What the exercise asks:
Reproduce the material that follows, please, but only from its first line to the line containing "are picked by.", inclusive.

Records shown:
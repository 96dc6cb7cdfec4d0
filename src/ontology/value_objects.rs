use std::fmt;

use oxrdf::NamedNode;
use thiserror::Error;

/// Absolute IRI naming an ontology entity.
///
/// Ordering is lexicographic on the IRI text, which is what canonical
/// equivalence-group representatives are picked by.
#[derive(Clone, Debug, PartialEq, Eq, Hash, PartialOrd, Ord)]
pub struct Iri(String);

impl Iri {
    /// Parses `text` as an absolute IRI.
    ///
    /// # Errors
    ///
    /// When `text` is not a valid IRI.
    pub fn new(text: impl Into<String>) -> Result<Self, IriError> {
        let text = text.into();
        match NamedNode::new(text.as_str()) {
            Ok(_) => Ok(Self(text)),
            Err(_) => Err(IriError::Invalid { value: text }),
        }
    }

    /// Wraps one of the vocabulary constants in [`super::vocab`].
    pub(crate) fn known(text: &'static str) -> Self {
        Self(text.to_owned())
    }

    #[must_use]
    pub fn as_str(&self) -> &str {
        &self.0
    }

    /// Bracketed form printed by ontology tooling, `<http://example.org/onto#Class>`.
    #[must_use]
    pub fn qualified(&self) -> String {
        format!("<{}>", self.0)
    }

    #[must_use]
    pub fn eq_ignore_case(&self, other: &str) -> bool {
        self.0.eq_ignore_ascii_case(other)
    }
}

impl fmt::Display for Iri {
    fn fmt(&self, f: &mut fmt::Formatter<'_>) -> fmt::Result {
        f.write_str(&self.0)
    }
}

impl From<NamedNode> for Iri {
    fn from(node: NamedNode) -> Self {
        Self(node.into_string())
    }
}

#[derive(Clone, Debug, Error, PartialEq, Eq)]
pub enum IriError {
    #[error("invalid IRI: {value}")]
    Invalid { value: String },
}
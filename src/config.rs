//! # Configuration
//!
//! Every section is optional in the YAML file and falls back to the values
//! below, so an empty document is a valid configuration.
//!
//! ```yaml
//! database:
//!   path: var/fairsharing-ont-lite.db
//! logger:
//!   enable: true
//!   level: info
//!   format: compact
//! reasoner:
//!   backend: structural
//! annotations:
//!   alternative_term: http://purl.obolibrary.org/obo/IAO_0000118
//!   preferred_display_name: http://www.fairsharing.org/fairsharing/FAIRO_0000001
//!   extra_synonyms: []
//! mapping:
//!   key_strategy: fragment
//!   representative: oracle
//! categories:
//!   - keyword: disciplines
//!     category: DISCIPLINE
//! ```

use std::{
    fmt,
    path::{Path, PathBuf},
};

use serde::{Deserialize, Serialize};

use crate::{
    mapping::{
        classifier::{self, CategoryRule, LabelClassifier},
        hierarchy::RepresentativePolicy,
        names::KeyStrategy,
    },
    ontology::vocab,
    Error, Result,
};

/// Store location used when neither the command line nor the configuration
/// names one.
pub const DEFAULT_DB_PATH: &str = "var/fairsharing-ont-lite.db";

#[derive(Debug, Clone, Deserialize, Serialize)]
pub struct Config {
    #[serde(default)]
    pub database: Database,
    #[serde(default)]
    pub logger: Logger,
    #[serde(default)]
    pub reasoner: ReasonerConfig,
    #[serde(default)]
    pub annotations: AnnotationConfig,
    #[serde(default)]
    pub mapping: MappingConfig,
    #[serde(default = "classifier::default_rules")]
    pub categories: Vec<CategoryRule>,
}

impl Default for Config {
    fn default() -> Self {
        Self {
            database: Database::default(),
            logger: Logger::default(),
            reasoner: ReasonerConfig::default(),
            annotations: AnnotationConfig::default(),
            mapping: MappingConfig::default(),
            categories: classifier::default_rules(),
        }
    }
}

impl Config {
    /// Reads and parses a YAML configuration file.
    ///
    /// # Errors
    ///
    /// When the file cannot be read or is not valid configuration.
    pub fn from_file(path: &Path) -> Result<Self> {
        let content = std::fs::read_to_string(path).map_err(|err| {
            Error::Message(format!(
                "cannot read configuration `{}`: {err}",
                path.display()
            ))
        })?;
        Self::from_yaml_str(&content)
    }

    /// Parses configuration from YAML text.
    ///
    /// # Errors
    ///
    /// When the text is not valid configuration.
    pub fn from_yaml_str(content: &str) -> Result<Self> {
        if content.trim().is_empty() {
            return Ok(Self::default());
        }
        Ok(serde_yaml::from_str(content)?)
    }

    /// Classifier built from the configured category rules. An empty rule
    /// list falls back to the default keywords.
    #[must_use]
    pub fn classifier(&self) -> LabelClassifier {
        if self.categories.is_empty() {
            LabelClassifier::default()
        } else {
            LabelClassifier::new(self.categories.clone())
        }
    }
}

#[derive(Debug, Clone, Deserialize, Serialize)]
pub struct Database {
    /// Directory holding the graph store. Recreated empty on every run.
    #[serde(default = "default_db_path")]
    pub path: PathBuf,
}

impl Default for Database {
    fn default() -> Self {
        Self {
            path: default_db_path(),
        }
    }
}

fn default_db_path() -> PathBuf {
    PathBuf::from(DEFAULT_DB_PATH)
}

/// Logger configuration.
///
/// `RUST_LOG` takes precedence over `level` and `override_filter`.
#[derive(Debug, Clone, Deserialize, Serialize)]
pub struct Logger {
    #[serde(default = "default_true")]
    pub enable: bool,

    #[serde(default)]
    pub level: LogLevel,

    #[serde(default)]
    pub format: Format,

    /// Raw `EnvFilter` directives replacing the level based default, for
    /// example `owl2graph=trace,sqlx=warn`.
    pub override_filter: Option<String>,

    pub file_appender: Option<LoggerFileAppender>,
}

impl Default for Logger {
    fn default() -> Self {
        Self {
            enable: true,
            level: LogLevel::default(),
            format: Format::default(),
            override_filter: None,
            file_appender: None,
        }
    }
}

fn default_true() -> bool {
    true
}

#[derive(Debug, Clone, Deserialize, Serialize)]
pub struct LoggerFileAppender {
    #[serde(default)]
    pub enable: bool,
    #[serde(default)]
    pub format: Format,
    #[serde(default)]
    pub rotation: Rotation,
    #[serde(default = "default_log_dir")]
    pub dir: PathBuf,
    #[serde(default = "default_log_prefix")]
    pub filename_prefix: String,
}

fn default_log_dir() -> PathBuf {
    PathBuf::from("logs")
}

fn default_log_prefix() -> String {
    "owl2graph".to_string()
}

#[derive(Debug, Default, Clone, Copy, PartialEq, Eq, Deserialize, Serialize)]
pub enum LogLevel {
    #[serde(rename = "off")]
    Off,
    #[serde(rename = "trace")]
    Trace,
    #[serde(rename = "debug")]
    Debug,
    #[serde(rename = "info")]
    #[default]
    Info,
    #[serde(rename = "warn")]
    Warn,
    #[serde(rename = "error")]
    Error,
}

impl fmt::Display for LogLevel {
    fn fmt(&self, f: &mut fmt::Formatter<'_>) -> fmt::Result {
        let level = match self {
            Self::Off => "off",
            Self::Trace => "trace",
            Self::Debug => "debug",
            Self::Info => "info",
            Self::Warn => "warn",
            Self::Error => "error",
        };
        f.write_str(level)
    }
}

#[derive(Debug, Default, Clone, Copy, PartialEq, Eq, Deserialize, Serialize)]
pub enum Format {
    #[serde(rename = "compact")]
    #[default]
    Compact,
    #[serde(rename = "pretty")]
    Pretty,
    #[serde(rename = "json")]
    Json,
}

#[derive(Debug, Default, Clone, Copy, PartialEq, Eq, Deserialize, Serialize)]
pub enum Rotation {
    #[serde(rename = "minutely")]
    Minutely,
    #[serde(rename = "hourly")]
    Hourly,
    #[serde(rename = "daily")]
    Daily,
    #[serde(rename = "never")]
    #[default]
    Never,
}

/// Reasoner selection.
#[derive(Debug, Clone, Default, Deserialize, Serialize)]
pub struct ReasonerConfig {
    #[serde(default)]
    pub backend: ReasonerBackend,
}

#[derive(Debug, Clone, Copy, Default, PartialEq, Eq, Deserialize, Serialize)]
#[serde(rename_all = "snake_case")]
pub enum ReasonerBackend {
    /// Told subclass and equivalence axioms only.
    #[default]
    Structural,
}

/// Annotation properties the mapping pass reads labels from.
#[derive(Debug, Clone, Deserialize, Serialize)]
pub struct AnnotationConfig {
    /// Property whose literals, and those of its sub-properties, become
    /// alternative names. Matched case-insensitively.
    #[serde(default = "default_alternative_term")]
    pub alternative_term: String,

    /// Alternative-term property whose literal also replaces the display name.
    #[serde(default = "default_preferred_display_name")]
    pub preferred_display_name: String,

    /// Further synonym properties appended to the alternative terms when the
    /// ontology declares them.
    #[serde(default)]
    pub extra_synonyms: Vec<String>,
}

impl Default for AnnotationConfig {
    fn default() -> Self {
        Self {
            alternative_term: default_alternative_term(),
            preferred_display_name: default_preferred_display_name(),
            extra_synonyms: Vec::new(),
        }
    }
}

fn default_alternative_term() -> String {
    vocab::OBO_ALTERNATIVE_TERM.to_string()
}

fn default_preferred_display_name() -> String {
    vocab::FAIRSHARING_ALTERNATIVE_TERM.to_string()
}

#[derive(Debug, Clone, Copy, Default, Deserialize, Serialize)]
pub struct MappingConfig {
    #[serde(default)]
    pub key_strategy: KeyStrategy,
    #[serde(default)]
    pub representative: RepresentativePolicy,
}

#[cfg(test)]
mod tests {
    use super::{Config, Format, LogLevel, ReasonerBackend, DEFAULT_DB_PATH};
    use crate::{
        mapping::{
            classifier::Category, hierarchy::RepresentativePolicy, names::KeyStrategy,
        },
        ontology::vocab,
    };

    #[test]
    fn empty_document_yields_defaults() {
        let config = Config::from_yaml_str("").expect("config");
        assert_eq!(config.database.path.to_str(), Some(DEFAULT_DB_PATH));
        assert!(config.logger.enable);
        assert_eq!(config.logger.level, LogLevel::Info);
        assert_eq!(config.reasoner.backend, ReasonerBackend::Structural);
        assert_eq!(
            config.annotations.alternative_term,
            vocab::OBO_ALTERNATIVE_TERM
        );
        assert!(config.annotations.extra_synonyms.is_empty());
        assert_eq!(config.mapping.key_strategy, KeyStrategy::Fragment);
        assert_eq!(config.categories.len(), 3);
    }

    #[test]
    fn sections_override_defaults() {
        let config = Config::from_yaml_str(
            r"
database:
  path: /tmp/graph.db
logger:
  level: debug
  format: json
mapping:
  key_strategy: local_name
  representative: canonical
categories:
  - keyword: edam
    category: DOMAIN
",
        )
        .expect("config");

        assert_eq!(config.database.path.to_str(), Some("/tmp/graph.db"));
        assert_eq!(config.logger.level, LogLevel::Debug);
        assert_eq!(config.logger.format, Format::Json);
        assert_eq!(config.mapping.key_strategy, KeyStrategy::LocalName);
        assert_eq!(config.mapping.representative, RepresentativePolicy::Canonical);
        assert_eq!(config.classifier().classify("EDAM.owl"), Category::Domain);
        assert_eq!(
            config.classifier().classify("disciplines.owl"),
            Category::Generic
        );
    }

    #[test]
    fn unknown_values_are_rejected() {
        assert!(Config::from_yaml_str("mapping:\n  key_strategy: hash\n").is_err());
    }

    #[test]
    fn reads_configuration_files() {
        let tree = tree_fs::TreeBuilder::default()
            .add_file("config.yaml", "logger:\n  enable: false\n")
            .create()
            .expect("tree");
        let config = Config::from_file(&tree.root.join("config.yaml")).expect("config");
        assert!(!config.logger.enable);

        assert!(Config::from_file(&tree.root.join("missing.yaml")).is_err());
    }
}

Answer to the exercise:
repository 96dc6cb7cdfec4d0
filename src/ontology/value_objects.rs
use std::fmt;

use oxrdf::NamedNode;
use thiserror::Error;

/// Absolute IRI naming an ontology entity.
///
/// Ordering is lexicographic on the IRI text, which is what canonical
/// equivalence-group representatives are picked by.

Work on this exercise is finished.